> Dataset extract:
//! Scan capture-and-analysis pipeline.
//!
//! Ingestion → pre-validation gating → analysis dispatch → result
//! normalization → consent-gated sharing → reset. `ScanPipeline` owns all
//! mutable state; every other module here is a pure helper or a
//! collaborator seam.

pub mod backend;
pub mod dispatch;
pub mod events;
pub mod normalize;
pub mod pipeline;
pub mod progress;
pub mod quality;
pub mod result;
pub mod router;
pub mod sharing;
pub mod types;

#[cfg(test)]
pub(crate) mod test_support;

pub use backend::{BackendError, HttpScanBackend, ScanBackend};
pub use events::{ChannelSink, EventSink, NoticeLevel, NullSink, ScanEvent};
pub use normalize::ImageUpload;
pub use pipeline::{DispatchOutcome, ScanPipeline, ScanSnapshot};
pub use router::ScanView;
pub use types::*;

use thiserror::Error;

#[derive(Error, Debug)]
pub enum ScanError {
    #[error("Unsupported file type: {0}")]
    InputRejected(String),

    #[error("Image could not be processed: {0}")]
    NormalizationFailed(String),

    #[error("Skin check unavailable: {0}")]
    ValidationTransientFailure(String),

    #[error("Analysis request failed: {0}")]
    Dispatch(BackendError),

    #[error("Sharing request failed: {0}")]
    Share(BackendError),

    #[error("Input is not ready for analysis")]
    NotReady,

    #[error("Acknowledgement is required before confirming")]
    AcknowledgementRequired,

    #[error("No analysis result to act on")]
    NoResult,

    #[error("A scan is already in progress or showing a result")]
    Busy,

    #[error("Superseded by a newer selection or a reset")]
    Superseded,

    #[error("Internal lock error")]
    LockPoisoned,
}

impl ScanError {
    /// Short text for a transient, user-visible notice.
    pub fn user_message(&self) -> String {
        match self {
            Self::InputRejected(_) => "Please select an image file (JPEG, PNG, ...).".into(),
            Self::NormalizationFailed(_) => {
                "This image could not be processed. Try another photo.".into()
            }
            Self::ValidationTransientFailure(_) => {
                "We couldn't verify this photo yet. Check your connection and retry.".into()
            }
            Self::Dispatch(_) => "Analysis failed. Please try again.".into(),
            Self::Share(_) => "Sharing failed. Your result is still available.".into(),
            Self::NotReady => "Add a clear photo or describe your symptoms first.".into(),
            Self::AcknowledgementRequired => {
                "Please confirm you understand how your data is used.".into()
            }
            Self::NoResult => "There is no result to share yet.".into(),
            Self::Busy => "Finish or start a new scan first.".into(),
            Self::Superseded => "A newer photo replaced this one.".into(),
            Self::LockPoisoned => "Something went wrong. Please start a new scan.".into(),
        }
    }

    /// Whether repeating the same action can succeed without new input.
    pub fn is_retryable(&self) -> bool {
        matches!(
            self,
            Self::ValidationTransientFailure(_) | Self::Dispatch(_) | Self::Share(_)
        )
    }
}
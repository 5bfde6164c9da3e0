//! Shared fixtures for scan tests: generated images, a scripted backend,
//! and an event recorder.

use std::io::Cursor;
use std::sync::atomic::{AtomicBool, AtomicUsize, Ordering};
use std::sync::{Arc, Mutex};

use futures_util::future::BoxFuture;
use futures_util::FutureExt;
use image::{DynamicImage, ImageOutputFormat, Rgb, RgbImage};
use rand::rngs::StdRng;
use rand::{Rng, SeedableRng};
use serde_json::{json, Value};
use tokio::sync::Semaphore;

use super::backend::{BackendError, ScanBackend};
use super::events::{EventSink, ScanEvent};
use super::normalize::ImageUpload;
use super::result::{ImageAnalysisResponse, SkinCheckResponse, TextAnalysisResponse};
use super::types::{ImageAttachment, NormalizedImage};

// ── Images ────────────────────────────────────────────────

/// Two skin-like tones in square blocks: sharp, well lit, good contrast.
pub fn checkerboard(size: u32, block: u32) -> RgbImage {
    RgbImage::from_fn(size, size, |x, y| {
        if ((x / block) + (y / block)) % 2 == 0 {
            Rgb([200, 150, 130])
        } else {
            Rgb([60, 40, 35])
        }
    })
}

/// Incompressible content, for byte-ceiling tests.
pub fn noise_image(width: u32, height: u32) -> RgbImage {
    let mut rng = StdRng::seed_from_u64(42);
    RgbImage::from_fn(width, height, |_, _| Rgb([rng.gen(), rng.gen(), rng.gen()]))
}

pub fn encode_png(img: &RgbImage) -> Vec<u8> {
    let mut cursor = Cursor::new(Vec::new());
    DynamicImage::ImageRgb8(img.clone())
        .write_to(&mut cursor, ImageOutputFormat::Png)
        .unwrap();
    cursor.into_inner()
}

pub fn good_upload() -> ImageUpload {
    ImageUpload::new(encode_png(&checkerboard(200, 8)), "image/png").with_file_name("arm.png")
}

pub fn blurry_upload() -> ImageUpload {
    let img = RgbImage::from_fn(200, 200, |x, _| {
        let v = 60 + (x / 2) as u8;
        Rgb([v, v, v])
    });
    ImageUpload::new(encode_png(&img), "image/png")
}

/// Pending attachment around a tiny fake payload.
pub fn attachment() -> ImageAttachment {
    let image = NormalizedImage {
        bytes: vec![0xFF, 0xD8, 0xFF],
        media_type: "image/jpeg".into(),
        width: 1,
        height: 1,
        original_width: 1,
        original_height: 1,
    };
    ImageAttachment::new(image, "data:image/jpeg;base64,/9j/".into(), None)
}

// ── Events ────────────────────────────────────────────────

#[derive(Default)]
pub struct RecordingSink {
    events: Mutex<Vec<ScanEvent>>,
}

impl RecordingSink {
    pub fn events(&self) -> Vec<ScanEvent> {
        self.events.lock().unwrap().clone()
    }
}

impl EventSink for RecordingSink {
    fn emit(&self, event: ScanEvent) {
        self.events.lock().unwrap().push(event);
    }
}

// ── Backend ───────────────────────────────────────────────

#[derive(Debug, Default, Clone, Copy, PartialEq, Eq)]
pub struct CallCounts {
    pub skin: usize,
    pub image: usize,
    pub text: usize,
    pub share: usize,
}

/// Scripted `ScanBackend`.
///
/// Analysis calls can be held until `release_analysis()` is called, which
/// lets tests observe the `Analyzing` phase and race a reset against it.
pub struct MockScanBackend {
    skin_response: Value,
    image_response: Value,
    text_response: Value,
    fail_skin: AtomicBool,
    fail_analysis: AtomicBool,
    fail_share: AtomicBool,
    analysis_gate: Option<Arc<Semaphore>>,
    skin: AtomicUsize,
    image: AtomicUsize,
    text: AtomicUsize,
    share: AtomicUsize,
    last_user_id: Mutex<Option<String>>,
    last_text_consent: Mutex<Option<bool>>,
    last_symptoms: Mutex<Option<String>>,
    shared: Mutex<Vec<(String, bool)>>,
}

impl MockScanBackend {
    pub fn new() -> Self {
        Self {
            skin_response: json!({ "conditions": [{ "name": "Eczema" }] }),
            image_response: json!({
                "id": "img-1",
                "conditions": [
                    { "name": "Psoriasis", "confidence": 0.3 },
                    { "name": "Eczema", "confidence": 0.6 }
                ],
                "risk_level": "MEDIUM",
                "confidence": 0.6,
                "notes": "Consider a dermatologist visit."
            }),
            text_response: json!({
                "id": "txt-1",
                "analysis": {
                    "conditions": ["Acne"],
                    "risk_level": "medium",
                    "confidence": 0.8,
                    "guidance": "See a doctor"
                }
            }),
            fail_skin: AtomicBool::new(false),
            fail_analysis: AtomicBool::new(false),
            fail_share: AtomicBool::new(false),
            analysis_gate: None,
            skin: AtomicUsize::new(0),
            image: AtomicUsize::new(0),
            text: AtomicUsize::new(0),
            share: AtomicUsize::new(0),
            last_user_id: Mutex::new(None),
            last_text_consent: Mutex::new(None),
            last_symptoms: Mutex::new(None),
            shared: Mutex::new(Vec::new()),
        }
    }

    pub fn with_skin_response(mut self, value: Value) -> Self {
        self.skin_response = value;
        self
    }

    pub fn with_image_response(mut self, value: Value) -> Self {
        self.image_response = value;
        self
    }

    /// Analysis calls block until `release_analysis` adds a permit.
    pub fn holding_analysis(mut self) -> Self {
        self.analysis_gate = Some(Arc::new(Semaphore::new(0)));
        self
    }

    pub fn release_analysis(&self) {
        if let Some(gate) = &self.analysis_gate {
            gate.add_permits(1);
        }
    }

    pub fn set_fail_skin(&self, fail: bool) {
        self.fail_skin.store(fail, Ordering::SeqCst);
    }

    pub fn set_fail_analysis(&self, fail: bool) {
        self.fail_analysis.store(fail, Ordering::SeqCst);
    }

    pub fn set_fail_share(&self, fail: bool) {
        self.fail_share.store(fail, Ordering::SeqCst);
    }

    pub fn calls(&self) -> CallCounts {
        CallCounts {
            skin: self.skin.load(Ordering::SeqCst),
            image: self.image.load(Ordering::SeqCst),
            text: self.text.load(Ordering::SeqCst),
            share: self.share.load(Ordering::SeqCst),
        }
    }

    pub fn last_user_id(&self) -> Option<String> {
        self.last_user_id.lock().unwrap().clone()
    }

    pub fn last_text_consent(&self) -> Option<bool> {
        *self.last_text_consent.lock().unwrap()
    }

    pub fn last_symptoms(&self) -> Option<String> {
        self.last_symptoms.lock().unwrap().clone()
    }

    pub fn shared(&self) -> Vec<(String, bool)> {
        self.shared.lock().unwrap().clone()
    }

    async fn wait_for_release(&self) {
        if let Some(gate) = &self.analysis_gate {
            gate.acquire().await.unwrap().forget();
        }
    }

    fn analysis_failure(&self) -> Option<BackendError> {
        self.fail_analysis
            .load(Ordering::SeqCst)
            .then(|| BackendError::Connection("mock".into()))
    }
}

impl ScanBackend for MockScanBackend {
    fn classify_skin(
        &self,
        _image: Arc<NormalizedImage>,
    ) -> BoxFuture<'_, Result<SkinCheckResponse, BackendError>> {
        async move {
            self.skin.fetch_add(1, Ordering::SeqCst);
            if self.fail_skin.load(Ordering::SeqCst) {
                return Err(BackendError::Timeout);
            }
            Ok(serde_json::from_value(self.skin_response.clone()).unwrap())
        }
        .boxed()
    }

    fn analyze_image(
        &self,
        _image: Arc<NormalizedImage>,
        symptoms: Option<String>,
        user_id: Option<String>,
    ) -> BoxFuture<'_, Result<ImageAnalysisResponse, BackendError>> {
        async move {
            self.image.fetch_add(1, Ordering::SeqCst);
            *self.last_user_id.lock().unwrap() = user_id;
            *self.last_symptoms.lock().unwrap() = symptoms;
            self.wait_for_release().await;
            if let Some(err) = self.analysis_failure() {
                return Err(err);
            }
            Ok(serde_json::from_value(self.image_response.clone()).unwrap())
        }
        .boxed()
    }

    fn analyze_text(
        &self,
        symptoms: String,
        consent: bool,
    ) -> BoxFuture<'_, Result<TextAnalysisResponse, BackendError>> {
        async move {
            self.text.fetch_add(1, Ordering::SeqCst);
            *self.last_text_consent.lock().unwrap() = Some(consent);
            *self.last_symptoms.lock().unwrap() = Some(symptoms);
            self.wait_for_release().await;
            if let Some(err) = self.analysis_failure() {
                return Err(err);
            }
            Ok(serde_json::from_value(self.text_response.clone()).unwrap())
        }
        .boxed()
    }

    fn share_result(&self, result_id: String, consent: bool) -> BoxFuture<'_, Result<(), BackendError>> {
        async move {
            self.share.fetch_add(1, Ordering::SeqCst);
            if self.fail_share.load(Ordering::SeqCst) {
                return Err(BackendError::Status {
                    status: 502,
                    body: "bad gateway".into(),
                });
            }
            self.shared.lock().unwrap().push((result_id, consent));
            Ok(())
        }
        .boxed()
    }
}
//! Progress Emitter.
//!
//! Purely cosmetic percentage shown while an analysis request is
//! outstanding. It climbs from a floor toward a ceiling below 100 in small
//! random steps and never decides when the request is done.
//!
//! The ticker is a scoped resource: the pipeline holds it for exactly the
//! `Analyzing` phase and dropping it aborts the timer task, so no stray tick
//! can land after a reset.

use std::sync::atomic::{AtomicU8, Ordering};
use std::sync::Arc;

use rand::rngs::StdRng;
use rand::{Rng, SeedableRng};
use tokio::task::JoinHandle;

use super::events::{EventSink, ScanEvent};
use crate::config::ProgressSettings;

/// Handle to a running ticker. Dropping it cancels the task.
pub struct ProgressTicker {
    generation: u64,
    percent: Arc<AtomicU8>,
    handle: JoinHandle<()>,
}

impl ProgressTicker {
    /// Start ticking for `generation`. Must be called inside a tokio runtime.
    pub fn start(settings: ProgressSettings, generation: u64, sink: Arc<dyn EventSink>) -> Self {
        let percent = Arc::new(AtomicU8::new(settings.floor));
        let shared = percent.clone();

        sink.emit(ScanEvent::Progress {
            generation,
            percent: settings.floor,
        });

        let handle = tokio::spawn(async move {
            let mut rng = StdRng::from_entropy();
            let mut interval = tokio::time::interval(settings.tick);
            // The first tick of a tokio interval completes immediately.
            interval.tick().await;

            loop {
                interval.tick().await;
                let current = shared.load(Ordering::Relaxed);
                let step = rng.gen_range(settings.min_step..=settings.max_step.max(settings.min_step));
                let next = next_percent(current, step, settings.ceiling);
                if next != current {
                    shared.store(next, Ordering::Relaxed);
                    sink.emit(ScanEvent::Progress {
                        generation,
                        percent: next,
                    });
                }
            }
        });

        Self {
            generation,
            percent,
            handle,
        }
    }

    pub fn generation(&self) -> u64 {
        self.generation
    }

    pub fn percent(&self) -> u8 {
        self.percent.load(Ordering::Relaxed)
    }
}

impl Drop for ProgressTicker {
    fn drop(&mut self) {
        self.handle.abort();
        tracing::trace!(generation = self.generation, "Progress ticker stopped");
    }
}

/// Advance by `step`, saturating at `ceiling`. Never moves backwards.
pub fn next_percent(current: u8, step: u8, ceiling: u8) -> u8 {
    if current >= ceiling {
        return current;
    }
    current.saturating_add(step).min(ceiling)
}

> What is being asked: Find each line in the material above that carries the string "processed", and copy it.

> Answer to this task:
    #[error("Image could not be processed: {0}")]
                "This image could not be processed. Try another photo.".into()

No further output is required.